- **What needs to be done**:
Extract, unchanged, every line from the top of the material below through the line with "submitted, and presented", and no more.

- **The records**:
-------

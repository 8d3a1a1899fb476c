use std::time::Instant;
use color_eyre::Result;
use crate::app::input_state::InputState;
use crate::app::window::{HostEvent, WindowHost};
use crate::app::{AppControl, AppHandler};
use crate::renderer::frame::{FrameBackend, FrameDriver, FrameToken};

/// What one pass through the run loop did
#[derive(Clone, Copy, Debug, PartialEq, Eq)]
pub enum LoopStep {
    /// A frame was recorded, submitted, and presented
    Rendered,
    /// The swapchain went out of date on acquire, nothing was recorded
    Skipped,
    /// The window cannot be rendered to. The caller should yield before the next step.
    Idle,
    /// Exit was requested; no frame work was started
    Exit,
}

/// State the run loop carries from one iteration to the next
pub struct RunLoop {
    driver: FrameDriver,
    input: InputState,
    rendering_enabled: bool,
    last_tick: Instant,
}

impl Default for RunLoop {
    fn default() -> Self {
        Self {
            driver: FrameDriver::new(),
            input: InputState::default(),
            rendering_enabled: true,
            last_tick: Instant::now(),
        }
    }
}

impl RunLoop {
    pub fn new() -> Self {
        Self::default()
    }

    pub fn frame_number(&self) -> u64 {
        self.driver.frame_number()
    }

    pub fn rendering_enabled(&self) -> bool {
        self.rendering_enabled
    }

    /// Runs one iteration: drain host events, tick, then record and present a frame if the
    /// window can be rendered to. `record` is handed the open frame between PreRender
    /// and PostRender.
    ///
    /// An exit requested before the step, by an event, or by `tick` is honored before
    /// any frame work starts.
    pub fn step<B, H, R>(
        &mut self,
        host: &mut dyn WindowHost,
        backend: &mut B,
        handler: &mut H,
        control: &mut AppControl,
        mut record: R,
    ) -> Result<LoopStep>
    where
        B: FrameBackend + ?Sized,
        H: AppHandler + ?Sized,
        R: FnMut(&mut B, &mut H, FrameToken, f32) -> Result<()>,
    {
        if control.exit_requested() {
            return Ok(LoopStep::Exit);
        }

        for event in host.poll_events() {
            self.input.process_host_event(&event);
            match event {
                HostEvent::CloseRequested => control.exit(),
                HostEvent::Minimized => self.rendering_enabled = false,
                HostEvent::Restored => {
                    self.rendering_enabled = true;
                    self.driver.invalidate_swapchain();
                }
                HostEvent::Resized { .. } => self.driver.invalidate_swapchain(),
                _ => {}
            }
            handler.handle_event(control, &event)?;
        }
        if host.should_close() {
            control.exit();
        }

        let now = Instant::now();
        let dt = now.duration_since(self.last_tick).as_secs_f32();
        self.last_tick = now;

        handler.tick(control, &self.input, dt)?;
        self.input.reset_frame();
        if control.exit_requested() {
            return Ok(LoopStep::Exit);
        }

        let drawable_size = host.framebuffer_size();
        if !renderable(self.rendering_enabled, drawable_size) {
            return Ok(LoopStep::Idle);
        }

        let Some(token) = self.driver.pre_render(backend, drawable_size)? else {
            return Ok(LoopStep::Skipped);
        };
        record(backend, handler, token, dt)?;
        self.driver.post_render(backend, token)?;
        Ok(LoopStep::Rendered)
    }
}

/// Frames are only drawn to a visible window with a non-empty framebuffer
fn renderable(rendering_enabled: bool, (width, height): (u32, u32)) -> bool {
    rendering_enabled && width > 0 && height > 0
}

#[cfg(test)]
mod tests {
    use std::collections::VecDeque;
    use std::ffi::CStr;
    use ash::vk;
    use color_eyre::eyre::eyre;
    use super::*;
    use crate::renderer::frame::fake::{Call, FakeGpu};
    use crate::renderer::frame::AcquireOutcome;

    /// Window whose events and size are fed in by the test
    struct ScriptedHost {
        polls: VecDeque<Vec<HostEvent>>,
        size: (u32, u32),
        closed: bool,
    }

    impl ScriptedHost {
        fn new(size: (u32, u32)) -> Self {
            Self {
                polls: VecDeque::new(),
                size,
                closed: false,
            }
        }

        fn queue(&mut self, events: Vec<HostEvent>) {
            self.polls.push_back(events);
        }
    }

    impl WindowHost for ScriptedHost {
        fn required_instance_extensions(&self) -> Result<Vec<&'static CStr>> {
            Ok(Vec::new())
        }

        fn create_surface(&self, _entry: &ash::Entry, _instance: &ash::Instance) -> Result<vk::SurfaceKHR> {
            Err(eyre!("no surfaces in tests"))
        }

        fn poll_events(&mut self) -> Vec<HostEvent> {
            self.polls.pop_front().unwrap_or_default()
        }

        fn should_close(&self) -> bool {
            self.closed
        }

        fn framebuffer_size(&self) -> (u32, u32) {
            self.size
        }
    }

    #[derive(Default)]
    struct RecordingHandler {
        events: Vec<HostEvent>,
        ticks: usize,
        recorded: Vec<u64>,
        exit_on_tick: Option<usize>,
    }

    impl AppHandler for RecordingHandler {
        fn handle_event(&mut self, _control: &mut AppControl, event: &HostEvent) -> Result<()> {
            self.events.push(event.clone());
            Ok(())
        }

        fn tick(&mut self, control: &mut AppControl, _input: &InputState, _dt: f32) -> Result<()> {
            self.ticks += 1;
            if self.exit_on_tick == Some(self.ticks) {
                control.exit();
            }
            Ok(())
        }
    }

    struct Harness {
        run_loop: RunLoop,
        host: ScriptedHost,
        gpu: FakeGpu,
        handler: RecordingHandler,
        control: AppControl,
    }

    impl Harness {
        fn new() -> Self {
            Self {
                run_loop: RunLoop::new(),
                host: ScriptedHost::new((800, 600)),
                gpu: FakeGpu::new(2),
                handler: RecordingHandler::default(),
                control: AppControl::default(),
            }
        }

        fn step(&mut self) -> LoopStep {
            self.run_loop
                .step(
                    &mut self.host,
                    &mut self.gpu,
                    &mut self.handler,
                    &mut self.control,
                    |_gpu, handler, token, _dt| {
                        handler.recorded.push(token.frame_number);
                        Ok(())
                    },
                )
                .unwrap()
        }

        fn acquired(&self) -> usize {
            self.gpu.calls().iter().filter(|call| matches!(call, Call::Acquire(_))).count()
        }
    }

    #[test]
    fn renders_a_frame_per_step() {
        let mut harness = Harness::new();

        assert_eq!(harness.step(), LoopStep::Rendered);
        assert_eq!(harness.step(), LoopStep::Rendered);

        assert_eq!(harness.handler.recorded, vec![0, 1]);
        assert_eq!(harness.handler.ticks, 2);
        assert_eq!(harness.run_loop.frame_number(), 2);
    }

    #[test]
    fn minimized_window_idles_without_touching_the_swapchain() {
        let mut harness = Harness::new();
        harness.host.queue(vec![HostEvent::Minimized]);

        assert_eq!(harness.step(), LoopStep::Idle);
        assert_eq!(harness.step(), LoopStep::Idle);

        assert!(!harness.run_loop.rendering_enabled());
        assert_eq!(harness.acquired(), 0);
        assert!(harness.gpu.calls().is_empty());
        assert!(harness.handler.recorded.is_empty());
        // The application keeps ticking while nothing is drawn
        assert_eq!(harness.handler.ticks, 2);
    }

    #[test]
    fn restoring_rebuilds_the_swapchain_before_rendering() {
        let mut harness = Harness::new();
        harness.host.queue(vec![HostEvent::Minimized]);
        harness.host.queue(vec![HostEvent::Restored]);

        assert_eq!(harness.step(), LoopStep::Idle);
        assert_eq!(harness.step(), LoopStep::Rendered);

        let calls = harness.gpu.calls();
        assert_eq!(calls[0], Call::Recreate);
        assert_eq!(calls.iter().filter(|call| **call == Call::Recreate).count(), 1);
    }

    #[test]
    fn zero_sized_framebuffer_is_not_rendered() {
        let mut harness = Harness::new();
        harness.host.size = (0, 600);

        assert_eq!(harness.step(), LoopStep::Idle);
        assert_eq!(harness.acquired(), 0);

        harness.host.size = (800, 600);
        assert_eq!(harness.step(), LoopStep::Rendered);
    }

    #[test]
    fn resize_invalidates_the_swapchain() {
        let mut harness = Harness::new();
        harness.step();
        harness.gpu.clear_log();
        harness.host.queue(vec![HostEvent::Resized { width: 1024, height: 768 }]);

        assert_eq!(harness.step(), LoopStep::Rendered);

        assert_eq!(harness.gpu.calls()[0], Call::Recreate);
        assert_eq!(harness.handler.events, vec![HostEvent::Resized { width: 1024, height: 768 }]);
    }

    #[test]
    fn exit_from_tick_stops_before_pre_render() {
        let mut harness = Harness::new();
        harness.handler.exit_on_tick = Some(1);

        assert_eq!(harness.step(), LoopStep::Exit);

        assert_eq!(harness.handler.ticks, 1);
        assert!(harness.gpu.calls().is_empty());
        assert!(harness.handler.recorded.is_empty());
    }

    #[test]
    fn exit_is_honored_at_the_next_iteration_boundary() {
        let mut harness = Harness::new();
        harness.host.queue(vec![HostEvent::Focused(true)]);
        harness.control.exit();

        assert_eq!(harness.step(), LoopStep::Exit);

        // Nothing of the next iteration ran, not even event polling
        assert_eq!(harness.host.polls.len(), 1);
        assert_eq!(harness.handler.ticks, 0);
        assert!(harness.gpu.calls().is_empty());
    }

    #[test]
    fn close_request_stops_the_loop() {
        let mut harness = Harness::new();
        harness.host.queue(vec![HostEvent::CloseRequested]);

        assert_eq!(harness.step(), LoopStep::Exit);

        assert_eq!(harness.handler.events, vec![HostEvent::CloseRequested]);
        assert_eq!(harness.acquired(), 0);
    }

    #[test]
    fn host_close_flag_stops_the_loop() {
        let mut harness = Harness::new();
        harness.host.closed = true;

        assert_eq!(harness.step(), LoopStep::Exit);
        assert_eq!(harness.acquired(), 0);
    }

    #[test]
    fn out_of_date_frame_is_skipped_without_recording() {
        let mut harness = Harness::new();
        harness.gpu.acquire_script.push_back(AcquireOutcome::OutOfDate);

        assert_eq!(harness.step(), LoopStep::Skipped);
        assert!(harness.handler.recorded.is_empty());
        assert!(!harness.gpu.calls().iter().any(|call| matches!(call, Call::Submit(_))));

        assert_eq!(harness.step(), LoopStep::Rendered);
        assert_eq!(harness.handler.recorded, vec![0]);
    }

    #[test]
    fn minimized_or_empty_windows_are_not_renderable() {
        assert!(renderable(true, (800, 600)));
        assert!(!renderable(false, (800, 600)));
        assert!(!renderable(true, (0, 600)));
        assert!(!renderable(true, (800, 0)));
    }
}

-------

- **Answer section**:
repository 8d3a1a1899fb476c
use std::time::Instant;
use color_eyre::Result;
use crate::app::input_state::InputState;
use crate::app::window::{HostEvent, WindowHost};
use crate::app::{AppControl, AppHandler};
use crate::renderer::frame::{FrameBackend, FrameDriver, FrameToken};

/// What one pass through the run loop did
#[derive(Clone, Copy, Debug, PartialEq, Eq)]
pub enum LoopStep {
    /// A frame was recorded, submitted, and presented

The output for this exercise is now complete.